What you are asked to do =
Please give back, exactly as written, only the line containing "let mut args" and every line after it until the data below ends.

Data to process =

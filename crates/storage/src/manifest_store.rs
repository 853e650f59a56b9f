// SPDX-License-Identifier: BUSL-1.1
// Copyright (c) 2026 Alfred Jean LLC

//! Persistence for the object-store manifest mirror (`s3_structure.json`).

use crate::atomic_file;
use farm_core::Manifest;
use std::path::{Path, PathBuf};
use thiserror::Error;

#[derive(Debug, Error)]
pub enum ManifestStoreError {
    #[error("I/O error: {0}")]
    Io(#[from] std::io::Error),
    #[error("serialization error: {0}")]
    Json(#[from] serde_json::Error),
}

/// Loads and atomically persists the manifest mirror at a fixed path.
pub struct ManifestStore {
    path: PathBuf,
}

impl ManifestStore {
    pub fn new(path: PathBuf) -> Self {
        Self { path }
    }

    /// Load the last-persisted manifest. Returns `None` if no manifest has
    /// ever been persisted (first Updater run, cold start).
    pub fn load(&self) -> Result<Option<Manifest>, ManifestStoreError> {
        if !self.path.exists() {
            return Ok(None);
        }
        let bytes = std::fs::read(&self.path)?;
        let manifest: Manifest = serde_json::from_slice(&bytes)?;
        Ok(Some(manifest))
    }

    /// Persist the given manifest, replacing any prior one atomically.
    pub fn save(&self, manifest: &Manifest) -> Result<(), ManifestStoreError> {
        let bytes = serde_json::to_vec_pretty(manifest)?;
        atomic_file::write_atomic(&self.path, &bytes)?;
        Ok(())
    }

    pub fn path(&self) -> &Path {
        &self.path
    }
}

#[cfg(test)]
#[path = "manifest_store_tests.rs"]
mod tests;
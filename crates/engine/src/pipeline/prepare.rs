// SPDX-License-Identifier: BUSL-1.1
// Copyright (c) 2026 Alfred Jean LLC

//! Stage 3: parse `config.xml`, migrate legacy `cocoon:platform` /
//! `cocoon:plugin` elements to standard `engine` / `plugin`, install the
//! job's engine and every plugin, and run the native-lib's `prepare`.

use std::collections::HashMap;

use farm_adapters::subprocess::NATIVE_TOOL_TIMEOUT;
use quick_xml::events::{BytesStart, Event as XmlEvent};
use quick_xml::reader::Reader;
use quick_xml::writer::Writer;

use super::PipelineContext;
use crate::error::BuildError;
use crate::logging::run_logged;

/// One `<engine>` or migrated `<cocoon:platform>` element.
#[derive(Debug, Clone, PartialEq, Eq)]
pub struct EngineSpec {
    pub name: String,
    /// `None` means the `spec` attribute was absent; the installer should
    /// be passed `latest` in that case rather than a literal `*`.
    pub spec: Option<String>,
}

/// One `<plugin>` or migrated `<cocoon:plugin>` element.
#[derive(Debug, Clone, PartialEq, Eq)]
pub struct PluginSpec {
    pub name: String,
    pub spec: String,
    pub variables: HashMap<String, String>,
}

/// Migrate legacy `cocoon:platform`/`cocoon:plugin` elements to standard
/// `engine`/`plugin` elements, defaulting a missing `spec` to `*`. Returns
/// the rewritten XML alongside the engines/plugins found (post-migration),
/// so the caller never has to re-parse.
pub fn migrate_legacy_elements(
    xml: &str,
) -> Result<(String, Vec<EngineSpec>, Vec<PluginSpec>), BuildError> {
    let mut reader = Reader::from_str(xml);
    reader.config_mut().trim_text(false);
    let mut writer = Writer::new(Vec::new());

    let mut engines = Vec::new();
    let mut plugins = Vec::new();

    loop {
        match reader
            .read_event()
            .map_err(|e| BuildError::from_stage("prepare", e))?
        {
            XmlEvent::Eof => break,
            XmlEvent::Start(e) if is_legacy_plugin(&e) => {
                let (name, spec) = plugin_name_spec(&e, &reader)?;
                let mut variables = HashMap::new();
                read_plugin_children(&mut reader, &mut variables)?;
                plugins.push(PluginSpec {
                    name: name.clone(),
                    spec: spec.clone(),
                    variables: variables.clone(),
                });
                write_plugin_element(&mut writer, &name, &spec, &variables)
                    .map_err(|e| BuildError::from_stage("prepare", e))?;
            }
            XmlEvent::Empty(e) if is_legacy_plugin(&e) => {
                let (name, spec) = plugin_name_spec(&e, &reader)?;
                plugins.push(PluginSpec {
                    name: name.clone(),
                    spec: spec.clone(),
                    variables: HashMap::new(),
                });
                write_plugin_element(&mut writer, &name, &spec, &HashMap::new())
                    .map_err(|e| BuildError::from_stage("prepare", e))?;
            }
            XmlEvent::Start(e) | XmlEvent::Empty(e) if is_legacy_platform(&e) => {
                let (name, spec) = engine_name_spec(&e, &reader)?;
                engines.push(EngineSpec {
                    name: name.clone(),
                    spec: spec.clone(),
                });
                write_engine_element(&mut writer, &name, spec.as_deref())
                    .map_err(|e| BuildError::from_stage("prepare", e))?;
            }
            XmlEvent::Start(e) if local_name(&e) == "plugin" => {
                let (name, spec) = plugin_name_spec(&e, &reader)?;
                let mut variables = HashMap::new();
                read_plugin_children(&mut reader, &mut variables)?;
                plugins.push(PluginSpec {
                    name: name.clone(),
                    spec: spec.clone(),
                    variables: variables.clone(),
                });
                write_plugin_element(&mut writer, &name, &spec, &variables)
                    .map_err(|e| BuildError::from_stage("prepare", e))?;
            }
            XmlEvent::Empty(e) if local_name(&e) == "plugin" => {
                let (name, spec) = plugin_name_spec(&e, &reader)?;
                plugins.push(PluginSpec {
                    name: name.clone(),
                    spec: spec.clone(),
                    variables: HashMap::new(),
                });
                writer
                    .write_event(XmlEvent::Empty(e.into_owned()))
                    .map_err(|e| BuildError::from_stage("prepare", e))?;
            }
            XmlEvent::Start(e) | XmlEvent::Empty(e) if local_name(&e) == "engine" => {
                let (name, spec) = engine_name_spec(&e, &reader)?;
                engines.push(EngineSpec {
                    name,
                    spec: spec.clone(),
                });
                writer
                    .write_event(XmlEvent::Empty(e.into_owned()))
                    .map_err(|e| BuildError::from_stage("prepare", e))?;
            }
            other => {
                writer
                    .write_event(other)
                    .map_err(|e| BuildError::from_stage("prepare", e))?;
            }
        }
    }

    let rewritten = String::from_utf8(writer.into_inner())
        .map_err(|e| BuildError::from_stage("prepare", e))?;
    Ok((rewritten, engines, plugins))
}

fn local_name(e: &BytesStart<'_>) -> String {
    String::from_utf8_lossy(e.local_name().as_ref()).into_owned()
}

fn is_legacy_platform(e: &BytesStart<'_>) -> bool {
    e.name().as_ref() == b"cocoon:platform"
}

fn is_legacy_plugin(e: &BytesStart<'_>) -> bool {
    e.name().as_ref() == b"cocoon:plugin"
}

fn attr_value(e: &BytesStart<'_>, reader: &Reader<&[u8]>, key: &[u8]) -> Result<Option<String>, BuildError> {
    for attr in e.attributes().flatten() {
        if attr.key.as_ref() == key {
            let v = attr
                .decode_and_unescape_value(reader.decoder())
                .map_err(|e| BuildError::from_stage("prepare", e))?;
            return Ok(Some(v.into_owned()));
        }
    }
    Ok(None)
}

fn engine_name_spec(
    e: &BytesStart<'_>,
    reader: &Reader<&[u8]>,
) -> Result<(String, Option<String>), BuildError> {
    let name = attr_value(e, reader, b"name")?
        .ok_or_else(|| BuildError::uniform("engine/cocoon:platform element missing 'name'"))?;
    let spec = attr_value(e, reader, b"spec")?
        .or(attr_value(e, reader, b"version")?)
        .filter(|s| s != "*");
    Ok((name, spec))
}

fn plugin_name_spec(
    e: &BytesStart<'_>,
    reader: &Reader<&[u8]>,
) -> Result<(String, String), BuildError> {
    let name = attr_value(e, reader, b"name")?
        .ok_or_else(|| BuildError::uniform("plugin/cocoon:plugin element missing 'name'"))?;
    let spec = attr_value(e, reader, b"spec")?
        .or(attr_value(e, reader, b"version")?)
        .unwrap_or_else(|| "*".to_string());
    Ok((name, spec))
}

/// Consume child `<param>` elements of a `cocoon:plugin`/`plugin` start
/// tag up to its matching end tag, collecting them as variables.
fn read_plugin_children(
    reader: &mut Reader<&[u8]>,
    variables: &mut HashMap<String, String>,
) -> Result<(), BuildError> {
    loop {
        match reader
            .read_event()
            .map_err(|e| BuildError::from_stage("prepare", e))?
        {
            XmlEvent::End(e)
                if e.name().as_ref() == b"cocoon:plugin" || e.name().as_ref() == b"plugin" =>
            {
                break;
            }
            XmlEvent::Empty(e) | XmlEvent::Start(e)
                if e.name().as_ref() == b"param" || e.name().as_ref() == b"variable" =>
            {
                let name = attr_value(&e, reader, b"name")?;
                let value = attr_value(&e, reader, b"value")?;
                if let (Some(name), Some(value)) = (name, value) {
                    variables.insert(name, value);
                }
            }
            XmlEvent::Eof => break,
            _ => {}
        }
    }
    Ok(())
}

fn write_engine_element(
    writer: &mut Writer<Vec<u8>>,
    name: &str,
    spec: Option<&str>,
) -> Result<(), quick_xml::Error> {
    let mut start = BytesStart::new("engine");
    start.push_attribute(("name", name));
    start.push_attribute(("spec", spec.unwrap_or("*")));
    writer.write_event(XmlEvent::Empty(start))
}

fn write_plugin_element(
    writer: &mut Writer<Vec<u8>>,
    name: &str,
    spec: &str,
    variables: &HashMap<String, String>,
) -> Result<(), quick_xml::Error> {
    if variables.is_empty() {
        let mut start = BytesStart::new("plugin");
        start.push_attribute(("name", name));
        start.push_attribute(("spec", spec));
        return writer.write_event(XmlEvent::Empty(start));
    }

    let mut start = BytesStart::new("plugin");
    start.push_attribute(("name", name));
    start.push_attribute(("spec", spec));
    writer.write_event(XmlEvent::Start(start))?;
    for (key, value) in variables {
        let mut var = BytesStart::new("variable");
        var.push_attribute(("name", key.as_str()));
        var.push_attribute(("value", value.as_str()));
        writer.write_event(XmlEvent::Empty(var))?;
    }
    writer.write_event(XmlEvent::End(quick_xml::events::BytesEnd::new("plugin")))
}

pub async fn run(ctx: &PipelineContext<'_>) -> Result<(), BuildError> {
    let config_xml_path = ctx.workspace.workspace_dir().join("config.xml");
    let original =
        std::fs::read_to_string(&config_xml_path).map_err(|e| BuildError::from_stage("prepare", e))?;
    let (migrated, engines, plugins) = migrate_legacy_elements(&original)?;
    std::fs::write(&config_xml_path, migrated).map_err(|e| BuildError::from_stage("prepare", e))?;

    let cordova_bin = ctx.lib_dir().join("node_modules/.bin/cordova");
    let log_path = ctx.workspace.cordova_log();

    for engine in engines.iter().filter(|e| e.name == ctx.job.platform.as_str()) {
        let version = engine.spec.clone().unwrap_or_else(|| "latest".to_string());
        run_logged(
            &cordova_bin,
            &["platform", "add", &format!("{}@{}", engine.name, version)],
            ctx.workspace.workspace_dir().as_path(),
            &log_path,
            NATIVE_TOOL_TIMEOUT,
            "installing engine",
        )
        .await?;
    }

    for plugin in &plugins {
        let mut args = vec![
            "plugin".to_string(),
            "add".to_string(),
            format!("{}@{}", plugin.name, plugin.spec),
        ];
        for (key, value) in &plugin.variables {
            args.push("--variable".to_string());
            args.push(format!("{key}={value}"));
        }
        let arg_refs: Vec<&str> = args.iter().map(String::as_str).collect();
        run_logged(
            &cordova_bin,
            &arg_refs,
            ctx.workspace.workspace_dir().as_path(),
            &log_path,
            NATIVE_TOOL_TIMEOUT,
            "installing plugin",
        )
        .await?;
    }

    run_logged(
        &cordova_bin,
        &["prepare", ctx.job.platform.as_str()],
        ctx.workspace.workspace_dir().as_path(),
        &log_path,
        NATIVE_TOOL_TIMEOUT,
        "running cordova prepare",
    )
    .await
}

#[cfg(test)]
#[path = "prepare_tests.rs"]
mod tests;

Exercise output =
        let mut args = vec![
            "plugin".to_string(),
            "add".to_string(),
            format!("{}@{}", plugin.name, plugin.spec),
        ];
        for (key, value) in &plugin.variables {
            args.push("--variable".to_string());
            args.push(format!("{key}={value}"));
        }
        let arg_refs: Vec<&str> = args.iter().map(String::as_str).collect();
        run_logged(
            &cordova_bin,
            &arg_refs,
            ctx.workspace.workspace_dir().as_path(),
            &log_path,
            NATIVE_TOOL_TIMEOUT,
            "installing plugin",
        )
        .await?;
    }

    run_logged(
        &cordova_bin,
        &["prepare", ctx.job.platform.as_str()],
        ctx.workspace.workspace_dir().as_path(),
        &log_path,
        NATIVE_TOOL_TIMEOUT,
        "running cordova prepare",
    )
    .await
}

#[cfg(test)]
#[path = "prepare_tests.rs"]
mod tests;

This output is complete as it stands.